Pas grave . Il trouverait une explication. Irrationnelle si possible. Car, pour l’instant, la raison ne lui avait fourni que des fausses pistes. Mets-toi au diapason, accorde tes violons avec ce fantôme . Il pressentait derrière tout ça une embrouille impliquant Jean-Louis Lassay, Isabelle Barraire, Philippe Hussenot — et maintenant Pascal Viard, c’est-à-dire l’administration française elle-même. Pourquoi le bobo de Beauvau avait-il mis le couvercle sur l’affaire Hussenot ? Pourquoi avoir effacé tout lien entre le psychiatre et son ex-épouse ?
Réponse dans quelques minutes. À la hauteur de la gare de Lyon, Erwan quitta les quais et dégagea sur la gauche vers le boulevard Diderot.
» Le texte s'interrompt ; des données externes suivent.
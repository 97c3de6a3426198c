//! Record types shared by the transformer, the backends and the driver.
//!
//! An album record is read from a frontmatter header and immediately
//! normalised into an [`AlbumRecord`] with every default applied, so nothing
//! downstream has to care which keys were actually present.

use serde::{Deserialize, Serialize};
use serde_yaml::{Mapping, Value};
use thiserror::Error;

pub const DEFAULT_ALBUM_NAME: &str = "Unnamed Album";
pub const DEFAULT_CATEGORY: &str = "Portrait";
pub const DEFAULT_BASE_TITLE: &str = "Photo";

/// An album header after defaults have been applied.
///
/// `images` keeps the raw YAML values: a malformed entry only costs that one
/// photo, so validation is deferred to the transformer.
#[derive(Debug, Clone, PartialEq)]
pub struct AlbumRecord {
    pub album_name: String,
    pub category: String,
    pub base_title: String,
    pub date: String,
    pub images: Vec<Value>,
}

/// A header that parsed but cannot describe an album.
#[derive(Error, Debug, Clone, PartialEq, Eq)]
#[error("{0}")]
pub struct InvalidAlbum(pub String);

impl AlbumRecord {
    /// Build an album from a parsed header.
    ///
    /// `now` supplies the default date. Missing or `null` keys fall back to
    /// their defaults; `images` must be a sequence when present.
    pub fn from_header(header: &Mapping, now: &str) -> Result<Self, InvalidAlbum> {
        let images = match header.get("images") {
            None | Some(Value::Null) => Vec::new(),
            Some(Value::Sequence(seq)) => seq.clone(),
            Some(other) => {
                return Err(InvalidAlbum(format!(
                    "`images` must be a list, found {}",
                    describe_value(other)
                )));
            }
        };

        Ok(Self {
            album_name: text_field(header, "albumName")
                .unwrap_or_else(|| DEFAULT_ALBUM_NAME.into()),
            category: text_field(header, "category").unwrap_or_else(|| DEFAULT_CATEGORY.into()),
            base_title: text_field(header, "baseTitle")
                .unwrap_or_else(|| DEFAULT_BASE_TITLE.into()),
            date: text_field(header, "date").unwrap_or_else(|| now.to_string()),
            images,
        })
    }
}

/// Read a scalar header field as text. Numbers and booleans are stringified;
/// `null`, sequences and mappings count as absent.
fn text_field(header: &Mapping, key: &str) -> Option<String> {
    match header.get(key)? {
        Value::String(s) => Some(s.clone()),
        Value::Number(n) => Some(n.to_string()),
        Value::Bool(b) => Some(b.to_string()),
        _ => None,
    }
}

/// Short human description of a YAML value's kind, for error messages.
pub fn describe_value(value: &Value) -> &'static str {
    match value {
        Value::Null => "null",
        Value::Bool(_) => "a boolean",
        Value::Number(_) => "a number",
        Value::String(_) => "a string",
        Value::Sequence(_) => "a list",
        Value::Mapping(_) => "a mapping",
        Value::Tagged(_) => "a tagged value",
    }
}

/// One photo, derived from one entry of an album's `images` list.
///
/// Field order matches the header written to disk.
#[derive(Debug, Clone, Default, PartialEq, Eq, Serialize, Deserialize)]
pub struct PortfolioRecord {
    /// Storage identifier (`{slug}-{millis}`); not part of the header.
    #[serde(skip)]
    pub id: String,
    pub image: String,
    pub title: String,
    pub category: String,
    pub album: String,
    pub date: String,
}

/// Location of a record inside a backend.
///
/// `path` is whatever the backend needs to address the record again (a file
/// path locally, a repository path remotely); `name` is the bare file name
/// used for display.
#[derive(Debug, Clone, PartialEq, Eq, Hash)]
pub struct RecordHandle {
    pub path: String,
    pub name: String,
}

impl RecordHandle {
    pub fn new(path: impl Into<String>, name: impl Into<String>) -> Self {
        Self {
            path: path.into(),
            name: name.into(),
        }
    }
}

impl std::fmt::Display for RecordHandle {
    fn fmt(&self, f: &mut std::fmt::Formatter<'_>) -> std::fmt::Result {
        f.write_str(&self.path)
    }
}

/// Opaque marker for one version of a record, passed back on delete.
#[derive(Debug, Clone, PartialEq, Eq)]
pub struct VersionToken(pub String);

impl VersionToken {
    pub fn as_str(&self) -> &str {
        &self.0
    }
}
Histoire de se soulager la cervelle — il n’en pouvait plus de tourner ses questions sans réponse —, il s’accorda une trêve et se concentra sur le salopard qu’il allait réveiller.
L’ennemi historique de Grégoire Morvan . Appartenant à la génération suivante, celle qui avait biberonné aux illusions du mitterrandisme, Pascal Viard représentait aux yeux du Padre tout ce que le socialisme avait apporté d’hybride et de détestable dans la cause gauchiste — un mélange de bonne conscience hypocrite et de logique bourgeoise roublarde. Pour Morvan, mieux valait encore se tromper avec sincérité, comme les maoïstes ou les trotskistes, que profiter du système avec duplicité. Pascal Viard était la caricature du faux artiste intello, socialo, écolo, altermondialiste… Monsieur Vœux-Pieux en personne. À la maison Poulaga, où le principe de réalité prédomine, son cas constituait une vraie curiosité : un flic en veste de velours, savamment décoiffé et mal rasé, portant foulard et mocassins élimés, mangeant bio et circulant à vélo, débitant des discours ronflants en tirant sur sa cigarette électronique, vraiment, ça valait le détour.